Treatment of neonatal rats with capsaicin causes a 92.4% loss of calcitonin-gene-related-peptide-immunoreactive unmyelinated sensory afferent fibres in the airways epithelium, vascular smooth muscle and perivascular adventitial layer of lung tissue compared with vehicle-treated controls. Rats were administered Sephadex particles i.v. 8-10 weeks after either capsaicin or vehicle treatment at birth in order to induce a granulomatous tissue inflammation, peripheral blood eosinophilia and pulmonary eosinophil invasion [Laycock et al., Int Arch Allergy Appl Immunol 1986;81:363-367]. The animals also exhibited lung hyperreactivity in vitro in response to carbachol and serotonin (5HT).
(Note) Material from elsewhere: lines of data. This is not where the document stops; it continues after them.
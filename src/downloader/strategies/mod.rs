pub mod deezer;
pub mod soundcloud;
pub mod youtube;

// Re-export backends for easy access
pub use deezer::DeezerBackend;
pub use soundcloud::SoundCloudBackend;
pub use youtube::VideoPlatformBackend;

use std::time::Duration;
use tokio_util::sync::CancellationToken;
use crate::downloader::{
    CollectionInfo, DownloadOptions, DownloadOutcome, FetchReport, FetchTarget, OutputFormat, SourceBackend,
};
use crate::errors::{AppError, Result};
use crate::search::is_search_directive;
use crate::utils::{collection_directory, ensure_dir_exists, remove_cover_sidecars};

/// Containers the media tool can embed a cover into.
pub(crate) fn cover_embeddable(format: OutputFormat) -> bool {
    matches!(format, OutputFormat::Flac | OutputFormat::Mp3 | OutputFormat::M4a)
}

/// Runs one backend fetch with the shared pre and post steps: native
/// collection detection, destination redirect, sidecar cleanup. Never fails;
/// errors come back as error outcomes.
pub async fn run_fetch(
    backend: &dyn SourceBackend,
    query: &str,
    options: &DownloadOptions,
    peek_timeout: Duration,
    cancel: &CancellationToken,
) -> DownloadOutcome {
    match try_fetch(backend, query, options, peek_timeout, cancel).await {
        Ok(outcome) => outcome,
        Err(AppError::Cancelled) => {
            log::warn!("🛑 [{}] Cancelled: {}", backend.id(), query);
            DownloadOutcome::cancelled()
        }
        Err(e) => {
            log::error!("❌ [{}] Fetch failed for {}: {}", backend.id(), query, e);
            DownloadOutcome::from_error(&e)
        }
    }
}

async fn try_fetch(
    backend: &dyn SourceBackend,
    query: &str,
    options: &DownloadOptions,
    peek_timeout: Duration,
    cancel: &CancellationToken,
) -> Result<DownloadOutcome> {
    if cancel.is_cancelled() {
        return Err(AppError::Cancelled);
    }

    let search = backend
        .search_prefix()
        .map(|prefix| is_search_directive(query, &[prefix]))
        .unwrap_or(false);

    let collection = if search {
        None
    } else {
        peek_collection(backend, query, peek_timeout, cancel).await
    };
    if cancel.is_cancelled() {
        return Err(AppError::Cancelled);
    }

    let destination = match &collection {
        Some(info) => {
            let dir = collection_directory(&options.destination_directory, &info.title);
            log::info!("📂 [{}] Collection '{}' goes to {:?}", backend.id(), info.title, dir);
            dir
        }
        None => options.destination_directory.clone(),
    };
    ensure_dir_exists(&destination).await?;

    let target = FetchTarget {
        query: query.to_string(),
        destination: destination.clone(),
        collection: collection.is_some(),
        search,
    };
    let report = backend
        .fetch(&target, &options.with_destination(destination), cancel)
        .await?;

    if search && report.items.is_empty() {
        return Err(AppError::NoResults(format!("{} returned nothing for {}", backend.id(), query)));
    }

    // Only sidecars of a cover that went into the file are redundant.
    if report.cover_embedded {
        for path in report.paths() {
            remove_cover_sidecars(&path).await;
        }
    }

    Ok(into_outcome(report, collection))
}

/// Best effort: any peek failure means "not a collection".
async fn peek_collection(
    backend: &dyn SourceBackend,
    query: &str,
    peek_timeout: Duration,
    cancel: &CancellationToken,
) -> Option<CollectionInfo> {
    match tokio::time::timeout(peek_timeout, backend.probe_collection(query, cancel)).await {
        Ok(Ok(info)) => info,
        Ok(Err(e)) => {
            log::debug!("Peek failed for {}, using original destination: {}", query, e);
            None
        }
        Err(_) => {
            log::warn!("⚠️ [{}] Peek timed out after {}s", backend.id(), peek_timeout.as_secs());
            None
        }
    }
}

fn into_outcome(report: FetchReport, collection: Option<CollectionInfo>) -> DownloadOutcome {
    match collection {
        Some(info) => {
            let children = report
                .items
                .into_iter()
                .map(|item| DownloadOutcome::success(item.title, item.path.into_iter().collect()))
                .collect();
            DownloadOutcome::playlist(info.title, children)
        }
        None => {
            let paths = report.paths();
            DownloadOutcome::success(report.title, paths)
        }
    }
}


#[cfg(test)]
mod tests {
    use super::testing::FakeTool;
    use super::*;
    use crate::errors::ErrorKind;
    use crate::downloader::OutcomeStatus;
    use std::sync::Arc;

    fn options(dir: &std::path::Path, embed_cover: bool) -> DownloadOptions {
        DownloadOptions::new(OutputFormat::Flac, embed_cover, dir.to_path_buf())
    }

    const PEEK: Duration = Duration::from_secs(5);

    #[tokio::test]
    async fn test_single_item_fetch_cleans_sidecar() {
        let dir = tempfile::tempdir().unwrap();
        let tool = Arc::new(FakeTool::with_titles(&["Artist - Song"]));
        let backend = SoundCloudBackend::new(tool.clone());

        let outcome = run_fetch(
            &backend,
            "https://soundcloud.com/artist/song",
            &options(dir.path(), true),
            PEEK,
            &CancellationToken::new(),
        )
        .await;

        assert!(outcome.is_success());
        assert!(!outcome.is_playlist);
        assert_eq!(outcome.title.as_deref(), Some("Artist - Song"));
        assert_eq!(outcome.produced_file_paths, vec![dir.path().join("Artist - Song.flac")]);
        assert!(!dir.path().join("Artist - Song.jpg").exists());
        assert_eq!(tool.probes.lock().unwrap().len(), 1);
    }

    #[tokio::test]
    async fn test_sidecar_kept_without_cover_embedding() {
        let dir = tempfile::tempdir().unwrap();
        let tool = Arc::new(FakeTool::with_titles(&["Song"]));
        let backend = SoundCloudBackend::new(tool);

        run_fetch(&backend, "https://soundcloud.com/a/song", &options(dir.path(), false), PEEK, &CancellationToken::new()).await;

        assert!(dir.path().join("Song.jpg").exists());
    }

    #[tokio::test]
    async fn test_wav_keeps_existing_cover_file() {
        let dir = tempfile::tempdir().unwrap();
        let tool = Arc::new(FakeTool::with_titles(&["Song"]));
        let backend = SoundCloudBackend::new(tool.clone());
        let options = DownloadOptions::new(OutputFormat::Wav, true, dir.path().to_path_buf());

        let outcome = run_fetch(&backend, "https://soundcloud.com/a/song", &options, PEEK, &CancellationToken::new()).await;

        assert!(outcome.is_success());
        assert!(!tool.last_request().embed_thumbnail);
        assert!(dir.path().join("Song.wav").exists());
        assert!(dir.path().join("Song.jpg").exists());
    }

    #[tokio::test]
    async fn test_native_collection_redirects_and_nests() {
        let dir = tempfile::tempdir().unwrap();
        let tool = Arc::new(FakeTool {
            collection: Some(CollectionInfo { title: "Night: Drive!".into() }),
            ..FakeTool::with_titles(&["One", "Two"])
        });
        let backend = SoundCloudBackend::new(tool.clone());

        let outcome = run_fetch(
            &backend,
            "https://soundcloud.com/a/sets/night-drive",
            &options(dir.path(), true),
            PEEK,
            &CancellationToken::new(),
        )
        .await;

        let folder = dir.path().join("Night Drive");
        assert!(outcome.is_playlist);
        assert_eq!(outcome.title.as_deref(), Some("Night: Drive!"));
        assert_eq!(outcome.children.len(), 2);
        assert_eq!(outcome.children[1].produced_file_paths, vec![folder.join("Two.flac")]);
        assert_eq!(tool.last_request().destination, folder);
        assert!(tool.last_request().allow_playlist);
    }

    #[tokio::test]
    async fn test_failed_peek_keeps_destination() {
        let dir = tempfile::tempdir().unwrap();
        let tool = Arc::new(FakeTool {
            probe_fails: true,
            ..FakeTool::with_titles(&["Song"])
        });
        let backend = SoundCloudBackend::new(tool.clone());

        let outcome = run_fetch(&backend, "https://soundcloud.com/a/b", &options(dir.path(), true), PEEK, &CancellationToken::new()).await;

        assert!(outcome.is_success());
        assert_eq!(tool.last_request().destination, dir.path());
    }

    #[tokio::test]
    async fn test_search_skips_peek_and_reports_no_results() {
        let dir = tempfile::tempdir().unwrap();
        let tool = Arc::new(FakeTool::default());
        let backend = SoundCloudBackend::new(tool.clone());

        let outcome = run_fetch(&backend, "scsearch1:nothing here", &options(dir.path(), true), PEEK, &CancellationToken::new()).await;

        assert_eq!(outcome.status, OutcomeStatus::Error);
        assert_eq!(outcome.kind, Some(ErrorKind::NoResultsFound));
        assert!(tool.probes.lock().unwrap().is_empty());
    }

    #[tokio::test]
    async fn test_cancelled_before_start() {
        let dir = tempfile::tempdir().unwrap();
        let tool = Arc::new(FakeTool::with_titles(&["Song"]));
        let backend = SoundCloudBackend::new(tool.clone());
        let cancel = CancellationToken::new();
        cancel.cancel();

        let outcome = run_fetch(&backend, "https://soundcloud.com/a/b", &options(dir.path(), true), PEEK, &cancel).await;

        assert_eq!(outcome.status, OutcomeStatus::Cancelled);
        assert!(tool.requests.lock().unwrap().is_empty());
    }

    #[test]
    fn test_cover_embeddable_formats() {
        assert!(cover_embeddable(OutputFormat::Flac));
        assert!(cover_embeddable(OutputFormat::M4a));
        assert!(!cover_embeddable(OutputFormat::Wav));
    }
}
In Sephadex-treated rats, capsaicin pretreatment did not affect the number of inflammatory cells in peripheral blood, the number of eosinophils in lung tissue, or the distribution of eosinophils in the adventitial tissue of blood vessels. Potencies of concentration-related contractures of lung tissue to 5HT and carbachol were increased by 50- to 100-fold in Sephadex-treated animals compared to controls, but in neither group was potency influenced by capsaicin pretreatment at birth. Recruitment and subsequent regional distribution of inflammatory cells in lung tissue and the increase in lung hyperresponsiveness exhibited in this model of asthma do not appear to involve neuropeptides released from primary afferent neurones.